= Beginning of Section =

pub mod casino;
pub mod clock;
pub mod effects;
pub mod inventory;
pub mod ledger;
pub mod market;
pub mod pools;
pub mod state;
pub mod timers;

#[cfg(any(test, feature = "mocks"))]
pub mod mocks;

mod layer;

pub use clock::{Clock, SystemClock};
pub use layer::{Layer, LayerConfig};
pub use market::{DriftProfile, DriftRange, MarketConfig};
pub use state::{Disk, Domain, Memory, Store, StoreError};
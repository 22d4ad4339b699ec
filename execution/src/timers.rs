use crate::{
    clock::Clock,
    state::{self, Domain, Store},
};
use arcade_types::AccountId;
use std::{
    collections::BTreeMap,
    sync::{Arc, Mutex, MutexGuard},
};
use tracing::debug;

type Entries = BTreeMap<AccountId, BTreeMap<String, u64>>;

/// Expiring (subject, key) markers used for cooldowns and buffs.
///
/// Expired entries are never swept; they are dropped the next time they are
/// looked at.
pub struct Timers {
    entries: Mutex<Entries>,
    clock: Arc<dyn Clock>,
    persistence: Option<(Arc<dyn Store>, Domain)>,
}

impl Timers {
    /// Registry that lives only in memory.
    pub fn volatile(clock: Arc<dyn Clock>) -> Self {
        Self {
            entries: Mutex::new(Entries::new()),
            clock,
            persistence: None,
        }
    }

    /// Registry mirrored to `domain` on every change.
    pub fn persistent(clock: Arc<dyn Clock>, store: Arc<dyn Store>, domain: Domain) -> Self {
        let entries: Entries = state::load(store.as_ref(), domain);
        Self {
            entries: Mutex::new(entries),
            clock,
            persistence: Some((store, domain)),
        }
    }

    pub fn now(&self) -> u64 {
        self.clock.now()
    }

    fn lock(&self) -> MutexGuard<'_, Entries> {
        self.entries
            .lock()
            .unwrap_or_else(|poisoned| poisoned.into_inner())
    }

    fn persist(&self, entries: &Entries) {
        if let Some((store, domain)) = &self.persistence {
            state::save(store.as_ref(), *domain, entries);
        }
    }

    fn insert(&self, entries: &mut Entries, subject: &AccountId, key: &str, expiry: u64) {
        entries
            .entry(subject.clone())
            .or_default()
            .insert(key.to_string(), expiry);
        self.persist(entries);
    }

    /// Drop the entry if it has expired. Returns the live expiry, if any.
    fn live_expiry(&self, entries: &mut Entries, subject: &AccountId, key: &str) -> Option<u64> {
        let now = self.clock.now();
        let keys = entries.get_mut(subject)?;
        let expiry = *keys.get(key)?;
        if now < expiry {
            return Some(expiry);
        }
        keys.remove(key);
        if keys.is_empty() {
            entries.remove(subject);
        }
        debug!(%subject, key, "timer expired");
        self.persist(entries);
        None
    }

    /// Start (or restart) a timer. Returns its expiry instant.
    pub fn arm(&self, subject: &AccountId, key: &str, duration_secs: u64) -> u64 {
        let expiry = self.clock.now().saturating_add(duration_secs);
        let mut entries = self.lock();
        self.insert(&mut entries, subject, key, expiry);
        expiry
    }

    /// Arm the timer unless it is still running, in one step.
    ///
    /// Returns the new expiry, or the seconds left on the running timer.
    pub fn try_arm(&self, subject: &AccountId, key: &str, duration_secs: u64) -> Result<u64, u64> {
        let mut entries = self.lock();
        let now = self.clock.now();
        if let Some(expiry) = self.live_expiry(&mut entries, subject, key) {
            return Err(expiry - now);
        }
        let expiry = now.saturating_add(duration_secs);
        self.insert(&mut entries, subject, key, expiry);
        Ok(expiry)
    }

    pub fn is_active(&self, subject: &AccountId, key: &str) -> bool {
        let mut entries = self.lock();
        self.live_expiry(&mut entries, subject, key).is_some()
    }

    /// Seconds until expiry, zero when absent or expired.
    pub fn remaining_secs(&self, subject: &AccountId, key: &str) -> u64 {
        let now = self.clock.now();
        let entries = self.lock();
        entries
            .get(subject)
            .and_then(|keys| keys.get(key))
            .map(|expiry| expiry.saturating_sub(now))
            .unwrap_or_default()
    }

    /// Every running timer of a subject with its remaining seconds.
    pub fn active(&self, subject: &AccountId) -> Vec<(String, u64)> {
        let now = self.clock.now();
        let entries = self.lock();
        entries
            .get(subject)
            .map(|keys| {
                keys.iter()
                    .filter(|(_, expiry)| now < **expiry)
                    .map(|(key, expiry)| (key.clone(), expiry - now))
                    .collect()
            })
            .unwrap_or_default()
    }
}

#[cfg(test)]
mod tests {
    use super::*;
    use crate::{mocks::ManualClock, state::Memory};

    #[test]
    fn test_arm_and_lazy_expiry() {
        let clock = Arc::new(ManualClock::new(1_000));
        let timers = Timers::volatile(clock.clone());
        let alice = AccountId::from("alice");

        assert_eq!(timers.arm(&alice, "crime", 600), 1_600);
        clock.advance(599);
        assert!(timers.is_active(&alice, "crime"));
        assert_eq!(timers.remaining_secs(&alice, "crime"), 1);

        clock.advance(1);
        assert!(!timers.is_active(&alice, "crime"));
        assert_eq!(timers.remaining_secs(&alice, "crime"), 0);
        assert!(timers.active(&alice).is_empty());
    }

    #[test]
    fn test_try_arm_gates_reuse() {
        let clock = Arc::new(ManualClock::new(0));
        let timers = Timers::volatile(clock.clone());
        let alice = AccountId::from("alice");

        assert_eq!(timers.try_arm(&alice, "daily", 86_400), Ok(86_400));
        clock.advance(400);
        assert_eq!(timers.try_arm(&alice, "daily", 86_400), Err(86_000));
        // Other subjects and keys are independent.
        assert!(timers.try_arm(&AccountId::from("bob"), "daily", 86_400).is_ok());
        assert!(timers.try_arm(&alice, "work", 420).is_ok());

        clock.advance(86_000);
        assert_eq!(timers.try_arm(&alice, "daily", 86_400), Ok(172_800));
    }

    #[test]
    fn test_persistent_timers_reload() {
        let clock = Arc::new(ManualClock::new(10));
        let store = Arc::new(Memory::default());
        let alice = AccountId::from("alice");
        {
            let timers = Timers::persistent(clock.clone(), store.clone(), Domain::Buffs);
            timers.arm(&alice, "payout_boost", 600);
        }

        let timers = Timers::persistent(clock.clone(), store, Domain::Buffs);
        assert!(timers.is_active(&alice, "payout_boost"));
        assert_eq!(timers.active(&alice), vec![("payout_boost".to_string(), 600)]);
    }
}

= End of Section =

Copy all lines above containing the string "layer".

» **Answer below**:
mod layer;
pub use layer::{Layer, LayerConfig};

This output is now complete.